Why This Time Could Be Different—and Why It Might Not
Every cycle tells itself the same story: “This time is different.” Often it isn’t. What makes 2025–2026 plausibly different is not a single headline but institutional path dependence. Once BlackRock, Fidelity, and regional banks wire in compliant processes for staking ETPs, tokenized settlement, and audited custody, the exit cost rises. That does not immunize the sector from drawdowns. It does make it harder for a future administration—or an SEC chair with different instincts—to turn off the lights.
The counter-case is equally straightforward: the sector is now more politically exposed than ever. Pardons galvanize opponents; a Strategic Bitcoin Reserve invites populist backlash during any inflation scare; and a single high-profile failure in a staking ETP could set the narrative back years.

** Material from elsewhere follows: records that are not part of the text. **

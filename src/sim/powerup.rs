//! Timed power-up effects
//!
//! At most one effect per kind. Re-activating a kind resets its timer to the
//! full duration; durations and multipliers never stack.

use serde::{Deserialize, Serialize};

use super::state::{PowerUpEffect, PowerUpKind};
use crate::consts::*;

/// Durations and strengths for each effect kind
#[derive(Debug, Clone, Copy, PartialEq, Serialize, Deserialize)]
pub struct PowerUpTuning {
    pub speed_boost_ms: f64,
    pub speed_boost_multiplier: f32,
    pub bug_shield_ms: f64,
}

impl Default for PowerUpTuning {
    fn default() -> Self {
        Self {
            speed_boost_ms: SPEED_BOOST_MS,
            speed_boost_multiplier: SPEED_BOOST_MULTIPLIER,
            bug_shield_ms: BUG_SHIELD_MS,
        }
    }
}

impl PowerUpTuning {
    pub fn duration_ms(&self, kind: PowerUpKind) -> f64 {
        match kind {
            PowerUpKind::SpeedBoost => self.speed_boost_ms,
            PowerUpKind::BugShield => self.bug_shield_ms,
        }
    }
}

/// Tracks active effects and the player modifiers they imply
#[derive(Debug, Clone, Default)]
pub struct PowerUpManager {
    tuning: PowerUpTuning,
    effects: Vec<PowerUpEffect>,
}

impl PowerUpManager {
    pub fn new(tuning: PowerUpTuning) -> Self {
        Self {
            tuning,
            effects: Vec::new(),
        }
    }

    /// Start an effect, or restart it at full duration if already active
    pub fn activate(&mut self, kind: PowerUpKind) {
        let duration = self.tuning.duration_ms(kind);
        match self.effects.iter_mut().find(|e| e.kind == kind) {
            Some(effect) => effect.remaining_ms = duration,
            None => self.effects.push(PowerUpEffect {
                kind,
                remaining_ms: duration,
            }),
        }
        log::debug!("{} active for {}ms", kind.as_str(), duration);
    }

    /// Count down every effect; returns the kinds that expired this call
    pub fn decay(&mut self, dt_ms: f64) -> Vec<PowerUpKind> {
        let mut expired = Vec::new();
        self.effects.retain_mut(|effect| {
            effect.remaining_ms -= dt_ms;
            if effect.remaining_ms <= 0.0 {
                expired.push(effect.kind);
                false
            } else {
                true
            }
        });
        for kind in &expired {
            log::debug!("{} expired", kind.as_str());
        }
        expired
    }

    /// Drop all effects without notification (level start/reset)
    pub fn clear(&mut self) {
        self.effects.clear();
    }

    pub fn is_active(&self, kind: PowerUpKind) -> bool {
        self.effects.iter().any(|e| e.kind == kind)
    }

    pub fn shield_active(&self) -> bool {
        self.is_active(PowerUpKind::BugShield)
    }

    pub fn speed_multiplier(&self) -> f32 {
        if self.is_active(PowerUpKind::SpeedBoost) {
            self.tuning.speed_boost_multiplier
        } else {
            1.0
        }
    }

    pub fn effects(&self) -> &[PowerUpEffect] {
        &self.effects
    }
}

In other words, crypto graduated from regulatory adolescence into political adulthood—with all the scrutiny that implies. ([AP News][2])
Market Read: What We’re Watching Each Week
• Rulemaking calendars at Treasury/SEC/OCC: proposed vs. final rules under GENIUS, especially staking caps and redemption timing. ([Reuters][1])
• Appropriations text for any pilot reserve funding: a single paragraph can change the global conversation. ([Reuters][1])
• ETF flows into staking-enabled products vs. plain-vanilla spot products (a cleaner gauge of institutional comfort than Twitter sentiment).
• Bank participation in tokenized deposits and on-chain settlement—measured not by press releases but by daily settlement volumes and client coverage.
• Court dockets that could stay or narrow rulemaking—administrative procedure challenges, state-federal pre-emption fights, and AML-focused suits.
Bottom Line
In twelve months, the U.S. went from “reluctant landlord” to “conditional partner” for crypto. The GENIUS Act puts rails under ETPs and staking; an executive order forces a sober conversation about a Strategic Bitcoin Reserve; and headline pardons—Ulbricht and CZ—reframed the White House’s posture from punitive to permissive, at least at the margin. The policy pivot does not eliminate risk; it changes its shape. For builders, the door is open but guarded. For allocators, the set-up is the best in years— if you underwrite litigation and election risk with the same rigor you bring to volatility and leverage.
The market has already adjusted its expectations; the lasting question is whether Washington will now do the dull, necessary work of turning headlines into predictable rules. If it does, the next cycle’s floor may be higher than anyone now dares to model.